## Material for the task
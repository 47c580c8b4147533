use tracing::info;
use tracing_subscriber::{fmt, layer::SubscriberExt, util::SubscriberInitExt, EnvFilter};

struct LocalTimer;

impl tracing_subscriber::fmt::time::FormatTime for LocalTimer {
    fn format_time(&self, w: &mut tracing_subscriber::fmt::format::Writer<'_>) -> std::fmt::Result {
        let now = chrono::Local::now();
        write!(w, "{}", now.to_rfc3339())
    }
}

pub fn init_logger() {
    let console_layer = fmt::Layer::new()
        .with_target(false)
        .with_thread_ids(false)
        .with_level(true)
        .with_timer(LocalTimer);
    let filter_layer = EnvFilter::try_from_default_env().unwrap_or_else(|_| EnvFilter::new("info"));
    let _ = tracing_subscriber::registry()
        .with(filter_layer)
        .with(console_layer)
        .try_init();

    info!("Log system initialized");
}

## Exercise prompt
Please copy the line holding "struct LocalTimer;" and all lines after it to the end of the records, exactly, and nothing else.

## Output
struct LocalTimer;

impl tracing_subscriber::fmt::time::FormatTime for LocalTimer {
    fn format_time(&self, w: &mut tracing_subscriber::fmt::format::Writer<'_>) -> std::fmt::Result {
        let now = chrono::Local::now();
        write!(w, "{}", now.to_rfc3339())
    }
}

pub fn init_logger() {
    let console_layer = fmt::Layer::new()
        .with_target(false)
        .with_thread_ids(false)
        .with_level(true)
        .with_timer(LocalTimer);
    let filter_layer = EnvFilter::try_from_default_env().unwrap_or_else(|_| EnvFilter::new("info"));
    let _ = tracing_subscriber::registry()
        .with(filter_layer)
        .with(console_layer)
        .try_init();

    info!("Log system initialized");
}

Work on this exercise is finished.